Further, the outside of the equipment shell 1 is provided with a fixed hanging ring, the nutrient solution dropping bottle 10 is placed in the fixed hanging ring in an inverted mode, the bottom of the nutrient solution dropping bottle 10 is provided with a discharging nozzle, and the tail end of the discharging nozzle is connected to the feeding pipeline 9.
Further, the inner diameter of the feeding pipeline 7 is larger than the diameter of the material leakage hole 8, and the feeding pipeline 7 penetrates through the culture cavity 3 and is distributed in a staggered manner with the aeration pipeline 4.
Further, the water inlet pipe 12 is connected to a water supply system, the water inlet pipe 12 is provided with a regulating valve, and the water inlet nozzle 11 is arranged opposite to the water outlet 13.
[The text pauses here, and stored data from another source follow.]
//! Derives an assignment's max score from its problem set and keeps every
//! participant's copy (and their earned score) in step with it.
//!
//! All functions take the caller's connection so they run inside the
//! caller's transaction; callers own commit/rollback.

use std::collections::HashSet;

use chrono::Utc;
use db::models::{assignment, assignment_problem, assignment_user, best_submission};
use sea_orm::sea_query::Expr;
use sea_orm::{ActiveModelTrait, ColumnTrait, ConnectionTrait, EntityTrait, IntoActiveModel, QueryFilter, Set};
use tracing::debug;

use crate::error::{EngineError, EngineResult};

pub struct ScoreAggregator;

impl ScoreAggregator {
    /// Recomputes `Σ points` over the current problem set and stores it on
    /// the assignment.
    pub async fn recompute_max_score<C>(db: &C, assignment_id: i64) -> EngineResult<i64>
    where
        C: ConnectionTrait,
    {
        if assignment::Entity::find_by_id(assignment_id).one(db).await?.is_none() {
            return Err(EngineError::not_found("assignment", assignment_id));
        }

        let max_score = assignment_problem::Model::total_points(db, assignment_id).await?;
        assignment::Model::set_max_score(db, assignment_id, max_score).await?;

        debug!(assignment_id, max_score, "recomputed max score");
        Ok(max_score)
    }

    /// Writes `max_score` to every participant of the assignment in a single
    /// statement. Returns the number of rows touched.
    pub async fn propagate_max_score<C>(
        db: &C,
        assignment_id: i64,
        max_score: i64,
    ) -> EngineResult<u64>
    where
        C: ConnectionTrait,
    {
        let res = assignment_user::Entity::update_many()
            .col_expr(assignment_user::Column::MaxScore, Expr::value(max_score))
            .col_expr(assignment_user::Column::UpdatedAt, Expr::value(Utc::now()))
            .filter(assignment_user::Column::AssignmentId.eq(assignment_id))
            .exec(db)
            .await?;

        debug!(assignment_id, max_score, rows = res.rows_affected, "propagated max score");
        Ok(res.rows_affected)
    }

    /// Recompute followed by propagate.
    pub async fn refresh<C>(db: &C, assignment_id: i64) -> EngineResult<i64>
    where
        C: ConnectionTrait,
    {
        let max_score = Self::recompute_max_score(db, assignment_id).await?;
        Self::propagate_max_score(db, assignment_id, max_score).await?;
        Ok(max_score)
    }

    /// Sets a participant's score to the sum of their cached best scores on
    /// problems still attached to the assignment. `None` when nothing has
    /// been graded.
    pub async fn recompute_participant_score<C>(
        db: &C,
        participant: assignment_user::Model,
    ) -> EngineResult<assignment_user::Model>
    where
        C: ConnectionTrait,
    {
        let problem_ids: HashSet<i64> =
            assignment_problem::Model::find_by_assignment(db, participant.assignment_id)
                .await?
                .into_iter()
                .map(|p| p.problem_id)
                .collect();

        let best: Vec<best_submission::Model> =
            best_submission::Model::find_by_participant(db, participant.id)
                .await?
                .into_iter()
                .filter(|b| problem_ids.contains(&b.problem_id))
                .collect();

        let score = if best.is_empty() {
            None
        } else {
            Some(best.iter().map(|b| b.score).sum())
        };

        if participant.score == score {
            return Ok(participant);
        }

        let mut active = participant.into_active_model();
        active.score = Set(score);
        Ok(active.update(db).await?)
    }

    /// Recomputes the score of every participant. Unchanged scores are not
    /// written.
    pub async fn recompute_scores_for_assignment<C>(
        db: &C,
        assignment_id: i64,
    ) -> EngineResult<()>
    where
        C: ConnectionTrait,
    {
        for participant in assignment_user::Model::find_by_assignment(db, assignment_id).await? {
            Self::recompute_participant_score(db, participant).await?;
        }
        Ok(())
    }
}

#[cfg(test)]
mod tests {
    use super::ScoreAggregator;
    use crate::error::EngineError;
    use chrono::Utc;
    use db::models::{assignment, assignment_problem, assignment_user, problem};
    use db::test_utils::setup_test_db;
    use sea_orm::{ActiveModelTrait, DatabaseConnection, EntityTrait, Set, TransactionTrait};

    async fn seed(db: &DatabaseConnection, points: &[i64]) -> assignment::Model {
        let a = assignment::ActiveModel {
            teacher_id: Set(1),
            class_id: Set(1),
            title: Set("Sorting".into()),
            allow_late_submission: Set(false),
            status: Set(assignment::AssignmentStatus::Draft),
            max_score: Set(0),
            ..Default::default()
        }
        .insert(db)
        .await
        .unwrap();

        for (i, p) in points.iter().enumerate() {
            let problem = problem::Model::create(db, "p").await.unwrap();
            assignment_problem::ActiveModel {
                assignment_id: Set(a.id),
                problem_id: Set(problem.id),
                points: Set(*p),
                order_index: Set(i as i32),
                ..Default::default()
            }
            .insert(db)
            .await
            .unwrap();
        }
        a
    }

    #[tokio::test]
    async fn refresh_sets_sum_on_assignment_and_participants() {
        let db = setup_test_db().await;
        let a = seed(&db, &[100, 150]).await;
        for student in [1, 2, 3] {
            assignment_user::ActiveModel::new_participant(a.id, student, 0, Utc::now())
                .insert(&db)
                .await
                .unwrap();
        }

        let max = ScoreAggregator::refresh(&db, a.id).await.unwrap();

        assert_eq!(max, 250);
        let reloaded = assignment::Entity::find_by_id(a.id).one(&db).await.unwrap().unwrap();
        assert_eq!(reloaded.max_score, 250);
        let participants = assignment_user::Model::find_by_assignment(&db, a.id).await.unwrap();
        assert!(participants.iter().all(|p| p.max_score == 250));
    }

    #[tokio::test]
    async fn empty_problem_set_yields_zero() {
        let db = setup_test_db().await;
        let a = seed(&db, &[]).await;

        assert_eq!(ScoreAggregator::recompute_max_score(&db, a.id).await.unwrap(), 0);
    }

    #[tokio::test]
    async fn unknown_assignment_is_not_found() {
        let db = setup_test_db().await;

        let err = ScoreAggregator::recompute_max_score(&db, 404).await.unwrap_err();
        assert!(matches!(err, EngineError::NotFound { entity: "assignment", id: 404 }));
    }

    #[tokio::test]
    async fn rolled_back_propagation_leaves_prior_values() {
        let db = setup_test_db().await;
        let a = seed(&db, &[40]).await;
        ScoreAggregator::refresh(&db, a.id).await.unwrap();
        assignment_user::ActiveModel::new_participant(a.id, 1, 40, Utc::now())
            .insert(&db)
            .await
            .unwrap();

        let txn = db.begin().await.unwrap();
        ScoreAggregator::propagate_max_score(&txn, a.id, 999).await.unwrap();
        txn.rollback().await.unwrap();

        let participants = assignment_user::Model::find_by_assignment(&db, a.id).await.unwrap();
        assert_eq!(participants[0].max_score, 40);
    }
}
The working principle is as follows: a heat-insulating shell 2 is arranged in the equipment shell 1, a culture chamber 3 is arranged in the heat-insulating shell 2, a plurality of aeration pipelines 4 which are uniformly distributed are arranged at the bottom of the culture chamber 3, and a plurality of aeration holes 5 which are uniformly distributed at intervals are arranged on the aeration pipelines 4; the tail end of the aeration pipeline 4 is connected to a gas supply pipeline 6, and the tail end of the gas supply pipeline 6 penetrates out of the equipment shell 1; the device shell 1 and the heat preservation shell 2 are correspondingly provided with feeding openings on the side edges, microbial strains to be cultured are placed in the culture cavity 3, oxygen is conveyed into the aeration pipeline 4 through the air supply pipeline 6 and is input into the culture cavity 3 through the aeration holes 5, and the aeration holes 5 are uniformly distributed in each area of the bottom of the culture cavity 3, so that air supply is uniform and sufficient, and the strain growth requirements can be met;
a plurality of uniformly distributed feeding pipelines 7 are arranged at the upper end in the culture cavity 3, a plurality of material leaking holes 8 which are uniformly distributed at intervals are formed in the feeding pipelines 7, and the tail ends of the feeding pipelines 7 penetrate out of the equipment shell 1; the tail end of the feeding pipeline 7 is connected with a feeding pipeline 9, and the tail end of the feeding pipeline 9 is connected to a nutrient solution dropping bottle 10; cultivate chamber 3 inside and be provided with water inlet nozzle 11, water inlet nozzle 11 fixes on inlet channel 12, equipment housing 1 is worn out to inlet channel 12 end, it is provided with delivery port 13 to cultivate 3 bottoms in chamber, delivery port 13 is connected to outlet conduit 14, outlet conduit 14 end wears out equipment housing 1, nutrient solution in the nutrient solution drip bottle 10 gets into feed pipeline 9 from the ejection of compact mouth, then flow in and cultivate the charge-in pipeline 7 in chamber 3, then from the even water clock of 8 departments of hourglass material hole to cultivate in chamber 3, provide the bacterial growth nutrient demand, when appropriate, accessible water inlet nozzle 11 supplies water in to cultivateing chamber 3, waste water discharges through delivery port 13.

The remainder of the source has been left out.